1 of 7: Stephen Estevez (0-0, 0.00) @ Linden Brittingham (0-0, 0.00)
Loss, 0-10. At what point does complete annihilation, abject failure, and its accompanying misery, go from being just embarrassing to a fate you simply resign yourself to? Is it after you find your self in a 0-5 hole before the start of the 3rd frame? Is it when you realize that you haven’t secured even a single hit during the top of the 5th, down 8 to nothing already? Or, in our case, was it when we woke up this morning to a legion of Philadelphia fans parked outside our hotel with lots of mean things to say about our mothers? I’m sure of the answer… I know that whatever that answer may be, it doesn’t matter when your Ace, in this case Mr. Estevez, gives up 5 runs on three TANKS and secures just 5 outs before being airlifted off the mound in the first game of the series. Palmer Parker finished 2-for-3 with a 3-run double, Sage Reid hit a solo shot in the very first inning, and their starter, Brittingham, allowed just 3 total hits in 7 innings of work.

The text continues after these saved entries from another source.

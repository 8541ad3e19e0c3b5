//! Process control for the Asterisk server.
//!
//! The server runs in the foreground as a child process. Everything else
//! goes through its remote console: `asterisk -C <conf> -rx <command>`
//! connects to the running server, runs one CLI command and exits.
//!
//! ## Boot
//!
//! After spawning, readiness is polled with `core waitfullybooted` under a
//! [`BootPolicy`]: each attempt sleeps, then queries. Any failure counts as
//! an attempt. When the attempts run out the child is killed and
//! [`Error::BootTimeout`] is returned.
//!
//! ## Shutdown
//!
//! `core stop gracefully` is issued (its failure is logged and ignored, the
//! server may already be exiting) and the child is awaited.

use std::path::{Path, PathBuf};
use std::process::Stdio;
use std::time::Duration;

use tokio::process::{Child, Command};
use tracing::{debug, info, warn};

use crate::constants::{
    BOOT_DELAY_MS, BOOT_MAX_ATTEMPTS, CMD_STOP_GRACEFULLY, CMD_WAIT_FULLY_BOOTED,
};
use crate::error::{Error, Result};

/// Bounded retry policy for the readiness poll.
#[derive(Debug, Clone, Copy, PartialEq, Eq)]
pub struct BootPolicy {
    /// Maximum number of readiness queries.
    pub max_attempts: u32,
    /// Delay before each query.
    pub delay: Duration,
}

impl Default for BootPolicy {
    fn default() -> Self {
        Self {
            max_attempts: BOOT_MAX_ATTEMPTS,
            delay: Duration::from_millis(BOOT_DELAY_MS),
        }
    }
}

/// Captured output of a successful CLI command.
#[derive(Debug, Clone, Default, PartialEq, Eq)]
pub struct CommandOutput {
    pub stdout: String,
    pub stderr: String,
}

/// Resolve the server binary, searching `PATH` for bare names.
///
/// # Errors
///
/// Returns [`Error::BinaryNotFound`] if nothing executable matches `name`.
pub fn resolve_binary(name: &Path) -> Result<PathBuf> {
    which::which(name).map_err(|e| Error::BinaryNotFound {
        name: name.display().to_string(),
        reason: e.to_string(),
    })
}

/// Spawns, polls and stops one server process.
#[derive(Debug)]
pub struct ProcessController {
    binary: Option<PathBuf>,
    conf: PathBuf,
    child: Option<Child>,
}

impl ProcessController {
    /// Create a controller for the server configured by `conf`.
    pub fn new(conf: impl Into<PathBuf>) -> Self {
        Self {
            binary: None,
            conf: conf.into(),
            child: None,
        }
    }

    /// Set the resolved server binary.
    pub fn set_binary(&mut self, binary: impl Into<PathBuf>) {
        self.binary = Some(binary.into());
    }

    /// The resolved server binary, if any.
    #[must_use]
    pub fn binary(&self) -> Option<&Path> {
        self.binary.as_deref()
    }

    /// Returns true while a spawned child is held.
    #[must_use]
    pub fn has_process(&self) -> bool {
        self.child.is_some()
    }

    /// OS process id of the held child.
    #[must_use]
    pub fn pid(&self) -> Option<u32> {
        self.child.as_ref().and_then(Child::id)
    }

    /// Spawn the server and wait until it reports full initialization.
    ///
    /// Returns the number of readiness attempts that failed before success.
    ///
    /// # Errors
    ///
    /// Returns [`Error::NotStarted`] without a binary, [`Error::Spawn`] if
    /// the child cannot be created, or [`Error::BootTimeout`] once the
    /// policy is exhausted. On timeout the child is killed and released.
    pub async fn start(&mut self, policy: BootPolicy) -> Result<u32> {
        let binary = self.binary.clone().ok_or(Error::NotStarted)?;

        let child = Command::new(&binary)
            .arg("-f")
            .arg("-C")
            .arg(&self.conf)
            .stdin(Stdio::null())
            .stdout(Stdio::null())
            .stderr(Stdio::null())
            .kill_on_drop(true)
            .spawn()
            .map_err(|e| Error::spawn(&binary, e))?;
        info!(binary = %binary.display(), pid = child.id(), "Spawned asterisk");
        self.child = Some(child);

        match self.wait_fully_booted(policy).await {
            Ok(failed) => Ok(failed),
            Err(e) => {
                if let Some(mut child) = self.child.take() {
                    if let Err(kill_err) = child.kill().await {
                        warn!(error = %kill_err, "Failed to kill asterisk after boot failure");
                    }
                }
                Err(e)
            },
        }
    }

    /// Poll `core waitfullybooted` until it succeeds or the policy runs out.
    ///
    /// # Errors
    ///
    /// Returns [`Error::BootTimeout`] after `policy.max_attempts` failures.
    pub async fn wait_fully_booted(&self, policy: BootPolicy) -> Result<u32> {
        let mut attempt = 0u32;
        while attempt < policy.max_attempts {
            tokio::time::sleep(policy.delay).await;
            match self.cli_command(CMD_WAIT_FULLY_BOOTED).await {
                Ok(_) => {
                    debug!(failed_attempts = attempt, "Asterisk fully booted");
                    return Ok(attempt);
                },
                Err(e) => {
                    attempt += 1;
                    debug!(attempt, max_attempts = policy.max_attempts, error = %e, "Not booted yet");
                },
            }
        }

        warn!(attempts = attempt, "Asterisk failed to boot");
        Err(Error::BootTimeout { attempts: attempt })
    }

    /// Run one CLI command against the running server.
    ///
    /// # Errors
    ///
    /// Returns [`Error::NotStarted`] without a binary, [`Error::Spawn`] if
    /// the command cannot run, or [`Error::CommandFailed`] on non-zero exit.
    pub async fn cli_command(&self, command: &str) -> Result<CommandOutput> {
        let binary = self.binary.as_ref().ok_or(Error::NotStarted)?;

        let output = Command::new(binary)
            .arg("-C")
            .arg(&self.conf)
            .arg("-rx")
            .arg(command)
            .stdin(Stdio::null())
            .output()
            .await
            .map_err(|e| Error::spawn(binary, e))?;

        let stdout = String::from_utf8_lossy(&output.stdout).into_owned();
        let stderr = String::from_utf8_lossy(&output.stderr).into_owned();
        if !output.status.success() {
            return Err(Error::CommandFailed {
                command: command.to_string(),
                status: output.status,
                stderr,
            });
        }

        Ok(CommandOutput { stdout, stderr })
    }

    /// Stop the server gracefully and wait for it to exit.
    ///
    /// The child is released before anything is awaited, so a second call
    /// is a no-op. `grace` delays the stop command when set.
    ///
    /// Returns `false` if there was no process to stop.
    ///
    /// # Errors
    ///
    /// Returns [`Error::Process`] if waiting on the child fails.
    pub async fn stop(&mut self, grace: Option<Duration>) -> Result<bool> {
        let Some(mut child) = self.child.take() else {
            return Ok(false);
        };

        if let Some(grace) = grace {
            info!(?grace, "Delaying shutdown for refs debug log");
            tokio::time::sleep(grace).await;
        }

        if let Err(e) = self.cli_command(CMD_STOP_GRACEFULLY).await {
            warn!(error = %e, "Graceful stop command failed");
        }

        let status = child
            .wait()
            .await
            .map_err(|e| Error::process("wait for asterisk exit", e))?;
        info!(%status, "Asterisk exited");
        Ok(true)
    }
}

/// Run the refcounter script over a refs debug log.
///
/// # Errors
///
/// Returns [`Error::LeakDetected`] when the script exits non-zero, or
/// [`Error::Spawn`] if the interpreter cannot be run.
pub async fn run_refcounter(python: &Path, script: &Path, log: &Path) -> Result<()> {
    let output = Command::new(python)
        .arg(script)
        .arg("-f")
        .arg(log)
        .arg("-n")
        .stdin(Stdio::null())
        .output()
        .await
        .map_err(|e| Error::spawn(python, e))?;

    if output.status.success() {
        return Ok(());
    }

    let mut report = String::from_utf8_lossy(&output.stdout).into_owned();
    report.push_str(&String::from_utf8_lossy(&output.stderr));
    Err(Error::LeakDetected {
        log: log.to_path_buf(),
        report: report.trim().to_string(),
    })
}

#[cfg(all(test, unix))]
mod tests {
    use super::*;
    use std::os::unix::fs::PermissionsExt;
    use tempfile::TempDir;

    /// Write an executable shell script into `dir`.
    fn script(dir: &Path, name: &str, body: &str) -> PathBuf {
        let path = dir.join(name);
        std::fs::write(&path, format!("#!/bin/sh\n{body}")).unwrap();
        std::fs::set_permissions(&path, std::fs::Permissions::from_mode(0o755)).unwrap();
        path
    }

    fn quick() -> BootPolicy {
        BootPolicy {
            max_attempts: 5,
            delay: Duration::from_millis(10),
        }
    }

    #[tokio::test]
    async fn test_cli_command_requires_binary() {
        let controller = ProcessController::new("/tmp/asterisk.conf");
        assert!(matches!(
            controller.cli_command("core show version").await,
            Err(Error::NotStarted)
        ));
    }

    #[tokio::test]
    async fn test_cli_command_passes_arguments() {
        let dir = TempDir::new().unwrap();
        let bin = script(dir.path(), "asterisk", "echo \"$1|$2|$3|$4\"\n");

        let mut controller = ProcessController::new("/etc/asterisk.conf");
        controller.set_binary(&bin);
        let out = controller.cli_command("core show channels").await.unwrap();
        assert_eq!(out.stdout, "-C|/etc/asterisk.conf|-rx|core show channels\n");
    }

    #[tokio::test]
    async fn test_cli_command_failure() {
        let dir = TempDir::new().unwrap();
        let bin = script(dir.path(), "asterisk", "echo nope >&2\nexit 3\n");

        let mut controller = ProcessController::new("/etc/asterisk.conf");
        controller.set_binary(&bin);
        let err = controller.cli_command("core show version").await.unwrap_err();
        match err {
            Error::CommandFailed { command, stderr, .. } => {
                assert_eq!(command, "core show version");
                assert_eq!(stderr, "nope\n");
            },
            other => panic!("unexpected error: {other}"),
        }
    }

    #[tokio::test]
    async fn test_boot_timeout_kills_process() {
        let dir = TempDir::new().unwrap();
        // Foreground mode sleeps forever; every CLI query fails.
        let bin = script(
            dir.path(),
            "asterisk",
            "if [ \"$1\" = \"-f\" ]; then exec sleep 600; fi\nexit 1\n",
        );

        let mut controller = ProcessController::new(dir.path().join("asterisk.conf"));
        controller.set_binary(&bin);
        let err = controller.start(quick()).await.unwrap_err();

        assert!(matches!(err, Error::BootTimeout { attempts: 5 }));
        assert!(!controller.has_process());
        assert!(!controller.stop(None).await.unwrap());
    }

    #[tokio::test]
    async fn test_boot_counts_failed_attempts() {
        let dir = TempDir::new().unwrap();
        let counter = dir.path().join("count");
        let body = format!(
            "if [ \"$1\" = \"-f\" ]; then exec sleep 600; fi\n\
             echo x >> {c}\n\
             [ $(wc -l < {c}) -ge 3 ]\n",
            c = counter.display()
        );
        let bin = script(dir.path(), "asterisk", &body);

        let mut controller = ProcessController::new(dir.path().join("asterisk.conf"));
        controller.set_binary(&bin);
        let failed = controller.start(quick()).await.unwrap();
        assert_eq!(failed, 2);
        assert!(controller.has_process());

        // The stop command is a no-op here, so kill the child directly.
        if let Some(mut child) = controller.child.take() {
            child.kill().await.unwrap();
        }
    }

    #[tokio::test]
    async fn test_refcounter_success_and_leak() {
        let dir = TempDir::new().unwrap();
        let log = dir.path().join("refs");
        std::fs::write(&log, "").unwrap();

        let ok = script(dir.path(), "ok.sh", "exit 0\n");
        run_refcounter(Path::new("/bin/sh"), &ok, &log).await.unwrap();

        let leak = script(dir.path(), "leak.sh", "echo \"leaked: $2\"\nexit 1\n");
        let err = run_refcounter(Path::new("/bin/sh"), &leak, &log)
            .await
            .unwrap_err();
        match err {
            Error::LeakDetected { log: reported, report } => {
                assert_eq!(reported, log);
                assert_eq!(report, format!("leaked: {}", log.display()));
            },
            other => panic!("unexpected error: {other}"),
        }
    }

    #[test]
    fn test_resolve_binary_missing() {
        let err = resolve_binary(Path::new("definitely-not-asterisk-binary")).unwrap_err();
        assert!(matches!(err, Error::BinaryNotFound { .. }));
    }
}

For our part, we could only muster 5-hits as a club, Otto fanned three times, and the heart of our order went 2-for-15 overall.
Elsewhere: Austin walked Mexico City off during the bottom of the 13th when CF Anthony Jamison took JR Orten yard at Dell Diamond to kick their 7-game series off with a satisfying game one win.

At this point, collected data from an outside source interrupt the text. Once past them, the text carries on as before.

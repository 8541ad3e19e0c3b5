//! Command-line interface.
//!
//! - `provision` - build a sandbox and print its layout
//! - `run` - build, boot and hold an instance until Ctrl+C

use std::path::{Path, PathBuf};
use std::sync::Arc;

use anyhow::{Context, Result};
use clap::{Args, Parser, Subcommand};
use tracing::{info, warn};

use crate::address::AddressAllocator;
use crate::config::HarnessConfig;
use crate::constants::CONFIG_FILE;
use crate::instance::AsteriskInstance;
use crate::layout::AstDir;
use crate::sandbox::{FixedRunDirectory, RunDirectory, TempRunDirectory};

#[derive(Parser, Debug)]
#[command(name = "asterisk-fixture", version)]
#[command(about = "Provision and run isolated Asterisk instances for testing")]
pub struct Cli {
    /// Harness configuration file
    #[arg(long, global = true, default_value = CONFIG_FILE)]
    pub config: PathBuf,

    /// Emit logs as JSON lines
    #[arg(long, global = true)]
    pub log_json: bool,

    #[command(subcommand)]
    pub command: Command,
}

#[derive(Subcommand, Debug)]
pub enum Command {
    /// Build a sandbox and print its layout without starting the server
    Provision(InstanceArgs),
    /// Build, start and hold an instance until interrupted
    Run(InstanceArgs),
}

#[derive(Args, Debug, Clone)]
pub struct InstanceArgs {
    /// Instance identifier; selects `asterisk-<ID>` fixtures
    #[arg(long)]
    pub id: String,

    /// Fixture root holding `asterisk-<ID>/` config trees
    #[arg(long)]
    pub fixtures: PathBuf,

    /// Sandbox root (defaults to a fresh temporary directory)
    #[arg(long)]
    pub out: Option<PathBuf>,
}

/// Initialize logging. `RUST_LOG` overrides the default filter.
pub fn init_tracing(json: bool) {
    use tracing_subscriber::{EnvFilter, fmt, prelude::*};

    let filter = EnvFilter::try_from_default_env()
        .unwrap_or_else(|_| EnvFilter::new("asterisk_fixture=info"));

    if json {
        tracing_subscriber::registry()
            .with(filter)
            .with(fmt::layer().json())
            .init();
    } else {
        tracing_subscriber::registry()
            .with(filter)
            .with(fmt::layer())
            .init();
    }
}

/// Dispatch a parsed command line.
///
/// # Errors
///
/// Returns an error if configuration is invalid or the instance fails.
pub async fn execute(cli: Cli) -> Result<()> {
    let config = load_config(&cli.config)?;
    match cli.command {
        Command::Provision(args) => provision(&args, config).await,
        Command::Run(args) => run(&args, config).await,
    }
}

fn load_config(path: &Path) -> Result<HarnessConfig> {
    let config = HarnessConfig::load_or_default(path)?;
    let validation = config.validate()?;
    for warning in &validation.warnings {
        warn!(config = %path.display(), "{warning}");
    }
    Ok(config)
}

fn new_instance(
    args: &InstanceArgs,
    config: HarnessConfig,
    persist: bool,
) -> Result<AsteriskInstance> {
    let allocator = Arc::new(AddressAllocator::new(config.network.base_address));
    let run_dir: Arc<dyn RunDirectory> = match &args.out {
        Some(out) => Arc::new(FixedRunDirectory::new(&args.id, out, &args.fixtures)),
        None if persist => {
            let root = TempRunDirectory::new(&args.id, &args.fixtures)?.keep();
            Arc::new(FixedRunDirectory::new(&args.id, root, &args.fixtures))
        },
        None => Arc::new(TempRunDirectory::new(&args.id, &args.fixtures)?),
    };
    Ok(AsteriskInstance::new(run_dir, allocator, config))
}

async fn provision(args: &InstanceArgs, config: HarnessConfig) -> Result<()> {
    let mut instance = new_instance(args, config, true)?;
    instance
        .build()
        .await
        .with_context(|| format!("Failed to provision instance '{}'", args.id))?;

    print_layout(&instance);
    Ok(())
}

async fn run(args: &InstanceArgs, config: HarnessConfig) -> Result<()> {
    let mut instance = new_instance(args, config, false)?;
    instance
        .build()
        .await
        .with_context(|| format!("Failed to provision instance '{}'", args.id))?;

    if let Err(e) = instance.start().await {
        // A failed AMI connect leaves the server up.
        if let Err(stop_err) = instance.stop().await {
            warn!(error = %stop_err, "Failed to stop instance after start failure");
        }
        return Err(e).with_context(|| format!("Failed to start instance '{}'", args.id));
    }
    print_layout(&instance);

    info!(instance = %instance.id(), "Running, press Ctrl+C to stop");
    tokio::signal::ctrl_c()
        .await
        .context("Failed to listen for Ctrl+C")?;

    instance.stop().await.context("Failed to stop instance")?;
    instance
        .check_stopped()
        .await
        .context("Reference leak check failed")?;
    Ok(())
}

fn print_layout(instance: &AsteriskInstance) {
    println!("instance: {}", instance.id());
    if let Some(address) = instance.server_address() {
        println!("address:  {address}");
    }
    println!("config:   {}", instance.asterisk_conf().display());
    for role in AstDir::ALL {
        println!("  {:<14} {}", role.key(), instance.astdir(role, &[]).display());
    }
}

#[cfg(test)]
mod tests {
    use super::*;

    #[test]
    fn test_parse_provision() {
        let cli = Cli::try_parse_from([
            "asterisk-fixture",
            "provision",
            "--id",
            "1",
            "--fixtures",
            "tests/fixtures",
        ])
        .unwrap();
        assert_eq!(cli.config, PathBuf::from(CONFIG_FILE));
        assert!(!cli.log_json);
        let Command::Provision(args) = cli.command else {
            panic!("expected provision");
        };
        assert_eq!(args.id, "1");
        assert!(args.out.is_none());
    }

    #[test]
    fn test_parse_run_with_globals_after_subcommand() {
        let cli = Cli::try_parse_from([
            "asterisk-fixture",
            "run",
            "--id",
            "a",
            "--fixtures",
            "f",
            "--out",
            "/tmp/sandbox",
            "--log-json",
            "--config",
            "custom.toml",
        ])
        .unwrap();
        assert!(cli.log_json);
        assert_eq!(cli.config, PathBuf::from("custom.toml"));
        assert!(matches!(cli.command, Command::Run(ref a) if a.out.as_deref() == Some(Path::new("/tmp/sandbox"))));
    }

    #[test]
    fn test_id_is_required() {
        assert!(Cli::try_parse_from(["asterisk-fixture", "run", "--fixtures", "f"]).is_err());
    }
}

2 of 7: Nacho Valadez (0-0, 0.00) @ Wilson Pena (0-0, 0.00)
Loss, 2-3. Less embarrassing, sure, though no less dire as we now find ourselves in the precarious position of being down 0-2 against the biggest bully on the block and staring down the barrel of a gun that requires us to take at least two of the next three in our house if we’re to survive this stick-up. Ethan’s run-scoring single during the top of the 2nd would get us on the board early, but we’d only be able to replicate his effort once with our much-vaunted bullpen coming undone during the 5th as Dontrell allowed two and Jan Hernandez allowed the game-winner on a Jeremy Glickstein solo-shot. Nacho gave us a fine 4-inning effort, allowing just two hits while fanning 5 before two consecutive walks led to his exit, opening the door just enough that Philadelphia, in all their cheesesteak fueled girth, could find a way to squeeze through and secure another victory.

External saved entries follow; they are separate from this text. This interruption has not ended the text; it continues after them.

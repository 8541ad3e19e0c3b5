//! Default values shared across the harness.
//!
//! Every value here can be overridden through [`crate::config::HarnessConfig`].

use std::net::Ipv4Addr;

/// First address of the loopback pool. Allocation starts one above it.
pub const BASE_ADDRESS: Ipv4Addr = Ipv4Addr::new(127, 0, 0, 0);

/// Highest value any allocated octet may take.
pub const MAX_OCTET: u8 = 254;

/// Number of trailing octets the allocator may advance.
pub const MUTABLE_OCTETS: usize = 3;

/// Port held open on each allocated address for the instance's lifetime.
pub const HOLD_PORT: u16 = 29999;

/// Asterisk manager interface port.
pub const AMI_PORT: u16 = 5038;

/// SIP transport port written into `pjsip-bind.conf`.
pub const SIP_PORT: u16 = 5060;

/// Maximum number of `core waitfullybooted` attempts.
pub const BOOT_MAX_ATTEMPTS: u32 = 100;

/// Delay before each boot readiness query, in milliseconds.
pub const BOOT_DELAY_MS: u64 = 100;

/// Wait before shutdown when the refs debug log exists, in milliseconds.
pub const REFDEBUG_GRACE_MS: u64 = 6400;

/// Wait after a watched action so late events still arrive, in milliseconds.
pub const EVENT_SETTLE_MS: u64 = 50;

/// Default server binary, resolved through `PATH`.
pub const DEFAULT_BINARY: &str = "asterisk";

/// Default interpreter for the refcounter script.
pub const DEFAULT_PYTHON: &str = "python3";

/// Default configuration file name for the CLI.
pub const CONFIG_FILE: &str = "asterisk-fixture.toml";

/// Name of the AMI trace file inside the log directory.
pub const TRACE_FILE: &str = "ami-events.json";

/// Name of the reference debug log inside the log directory.
pub const REFDEBUG_LOG: &str = "refs";

/// CLI command polled until the server reports full initialization.
pub const CMD_WAIT_FULLY_BOOTED: &str = "core waitfullybooted";

/// CLI command issued to begin graceful shutdown.
pub const CMD_STOP_GRACEFULLY: &str = "core stop gracefully";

Elsewhere: Austin, like Philly, found a way to take both games at home, defeating the Mexico City Jaguars by a score of 6-3, walking them off in the bottom of the 9th this time on a Nehemiah Jenkins 3-run MOONSHOT. Vancouver started their series with a taut, tight ballgame against the Portland Pioneers, winning by the thinnest margin possible, 1-0. And, lastly, the Detroit Motors, widely considered the 2nd-best team in the playoffs behind Philly, stumbled off the line, dropping game one against the visiting Dallas Chaparrals by a score of 10-6.
Playoff Record: 0-2
Up Next: A day off to travel back to L.A., get ourselves sorted, and engage in some positive self-talk into our bathroom mirrors before getting back after it in front of the hometown faithful against Palmer Parker and his merry men…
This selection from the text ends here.